How about passing internet privacy laws? Or stopping the enshittification and commercialization of the internet? Or passing laws to protect youth from social media companies? Or curbing the reach of advertising companies? How about passing laws to keep our data from being sold to advertisers?
Congress is broken. Unfortunately a bunch of geriatric old fucks who care about corporate money are in charge. But yeah, the govt needs to do its fucking job.
I don't want the gov. Touching the Internet. You're asking for a bad time if you do. Commercializing the Internet is from people using it as such. Build your own site and host it. The enshittification is coming not just from the companies that created/own these sites, it's the people who use them as well.
The government "not touching the internet" is how we got here when NN rules were rolled back by that shit eating, giant Reese's cup drinking, FCC chairman that we had under Trump.
Not sure if we can do anything about enshittification though. That is shareholders demanding the line go up and I don't think we can change people's desire for greed.
So who is supposed to regulate corporations? I agree that the current government is not knowledgeable enough and is beholden to corporations. The problem we have is there is no agency that really governs and enforces any kind of rules.
The ‘build your own’ mentality is what got us to where we are. Just look at what Twitter has become under Musk. He is doing what he wants with a platform that was operating in a very different manner before he took it over and decided to make changes. It’s not a real answer to let everyone do what they want.
Btw, that’s how google and facebook get away with all the evil shit they do.
We need a governing body to make better rules for privacy amongst many other things. I agree that the government or even the FCC may not be the right fit. However, we need some kind of of oversight and regulation. Industry will never selflessly give up rights or power if it means they make less money. They only do what the laws tell them they can get away with.
Most I've seen haven't even gotten that far. They hear "neutrality", think it has something to do with the Fairness Doctrine, and panic that they might have to step outside the echo chamber.
Yeah, I don't get it either. All it means is that ISPs can't discriminate based on the site you're visiting, which is pretty important for individual freedom. Am I really free if all if my customers get throttled visiting my online store unless I pay ISPs to treat my site the same as my larger competitors? That's like saying it's fair for large companies to pay the police to make traffic on other roads slower so getting to my store is more convenient.
This really shouldn't be a partisan issue. Net Neutrality helps reduce the monopolization of the Internet, and it does that without making any top down rules, it just says you can't make anti consumer rules.

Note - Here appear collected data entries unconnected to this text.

//! # waymark
//!
//! A content-tree routing layer: bidirectional translation between internal
//! dispatch paths and external request URLs, with locale prefixing,
//! default-module folding, and segment/parameter identifier toggling.
//!
//! This is the meta-crate that re-exports the sub-crates for convenient
//! access. Depend on `waymark` to get the whole layer, or on the individual
//! crates for finer-grained control.

/// Core types: errors, settings, locale negotiation, and logging.
pub use waymark_core as core;

/// The routing layer: path/parameter model, content tree, rewrite chain.
#[cfg(feature = "routing")]
pub use waymark_routing as routing;
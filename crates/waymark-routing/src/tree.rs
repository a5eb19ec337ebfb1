//! The content-tree existence check.
//!
//! Router nodes need exactly one question answered about the content tree:
//! does a directory exist at a candidate path? [`ContentTree`] is that seam.
//! [`FsTree`] answers it against real directories under a modules root;
//! [`MemoryTree`] answers it from a fixed set, for tests and demos.

use std::collections::HashSet;
use std::fmt;
use std::path::PathBuf;

use crate::path::DispatchPath;

/// Answers directory-existence queries against the content-module tree.
pub trait ContentTree: fmt::Debug + Send + Sync {
    /// Returns `true` if a directory exists at the given path, relative to
    /// the tree root.
    fn directory_exists(&self, path: &DispatchPath) -> bool;
}

/// A content tree backed by real directories on disk.
///
/// Segments containing path separators or `.`/`..` are rejected outright,
/// so a crafted URL cannot probe outside the modules root.
#[derive(Debug, Clone)]
pub struct FsTree {
    root: PathBuf,
}

impl FsTree {
    /// Creates a tree rooted at the given directory.
    pub fn new(root: impl Into<PathBuf>) -> Self {
        Self { root: root.into() }
    }

    /// Returns the tree root.
    pub fn root(&self) -> &std::path::Path {
        &self.root
    }
}

impl ContentTree for FsTree {
    fn directory_exists(&self, path: &DispatchPath) -> bool {
        if path.is_empty() {
            return self.root.is_dir();
        }

        let mut candidate = self.root.clone();
        for segment in path.segments() {
            if segment == "." || segment == ".." || segment.contains(['/', '\\']) {
                tracing::warn!(segment = %segment, "rejecting suspicious tree segment");
                return false;
            }
            candidate.push(segment);
        }
        candidate.is_dir()
    }
}

/// An in-memory content tree holding a fixed set of directory paths.
///
/// # Examples
///
/// ```
/// use waymark_routing::path::DispatchPath;
/// use waymark_routing::tree::{ContentTree, MemoryTree};
///
/// let tree = MemoryTree::with_dirs(["tasks", "tasks/add", "about"]);
/// assert!(tree.directory_exists(&DispatchPath::parse("tasks/add")));
/// assert!(!tree.directory_exists(&DispatchPath::parse("archive")));
/// ```
#[derive(Debug, Clone, Default)]
pub struct MemoryTree {
    dirs: HashSet<String>,
}

impl MemoryTree {
    /// Creates an empty tree.
    pub fn new() -> Self {
        Self::default()
    }

    /// Creates a tree containing the given `/`-separated directory paths.
    pub fn with_dirs<I, S>(dirs: I) -> Self
    where
        I: IntoIterator<Item = S>,
        S: AsRef<str>,
    {
        let mut tree = Self::new();
        for dir in dirs {
            tree.insert(dir.as_ref());
        }
        tree
    }

    /// Adds a directory path, e.g. `"tasks/add"`.
    pub fn insert(&mut self, dir: &str) {
        self.dirs.insert(DispatchPath::parse(dir).to_string());
    }
}

impl ContentTree for MemoryTree {
    fn directory_exists(&self, path: &DispatchPath) -> bool {
        if path.is_empty() {
            return true;
        }
        self.dirs.contains(&path.to_string())
    }
}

at the very least constant whip-lash from changes might see ISPs not being able to sign long-term contracts and businesses not being able to plan around availability of things like “fast lanes”, which might make them uncommon even if net neutrality keeps getting repealed
Post trump FCC ending net neutrality, AT&T self-preferenced its online streaming service HBO Max, unfairly disadvantaging its streaming competitors. This only ended when California passed its own net neutrality law.
https://www.eff.org/deeplinks/2021/03/atts-hbo-max-deal-was-never-free
Simple example every Comcast customer suffers with: Comcast services (including VoIP and streaming TV) don't count towards the monthly bandwidth cap. So if you watch 2 seasons of a show in 4k via Comcast's streaming service that doesn't count towards the cap but if you watch the very same show via Netflix it'll put you over your bandwidth cap, resulting in additional fees.
It's an egregious violation of network neutrality and, IMHO an abuse of their natural monopoly. Internet providers should not be allowed to also sell content/streaming services or own media companies! It's a huge conflict of interest that will always disfavour the consumer.
Furthermore, when Comcast streams their own services they get priority over all other traffic; even traffic going to your neighbor's Internet connections. So if your neighborhood is experiencing a bandwidth crunch and your neighbor decides to watch some 4k stream via Comcast's service the back-end routers will prioritize that traffic over any and all other traffic which will interfere with everyone's else's Internet connections. So if your video stream suddenly drops to 480p for no reason (wired connection, no bad weather) it's probably because someone in your neighborhood decided to watch something via Comcast's streaming service.
How does this apply here? "Had plans" sounds to me like they were never implemented. If they executed on those plans that worked certainly have been an issue.
"Can anybody point me to specific examples where the government took away people's rights and civil liberties and it wasn't good for those people?". My god the implications of a non-neutral internet are obvious, we don't need to take those rights away in a real-world study to prove it.
I'm probably in favor of net neutrality legislation (I'm not 100% sold on the concept as the whole issue of monopolistic ISPs is a government created issue, so asking government to resolve it doesn't necessarily work for me).
But you completely lose me when you equate Internet access with civil liberties and rights. We have no more right to an Internet than we do to an ice cream stand on the corner.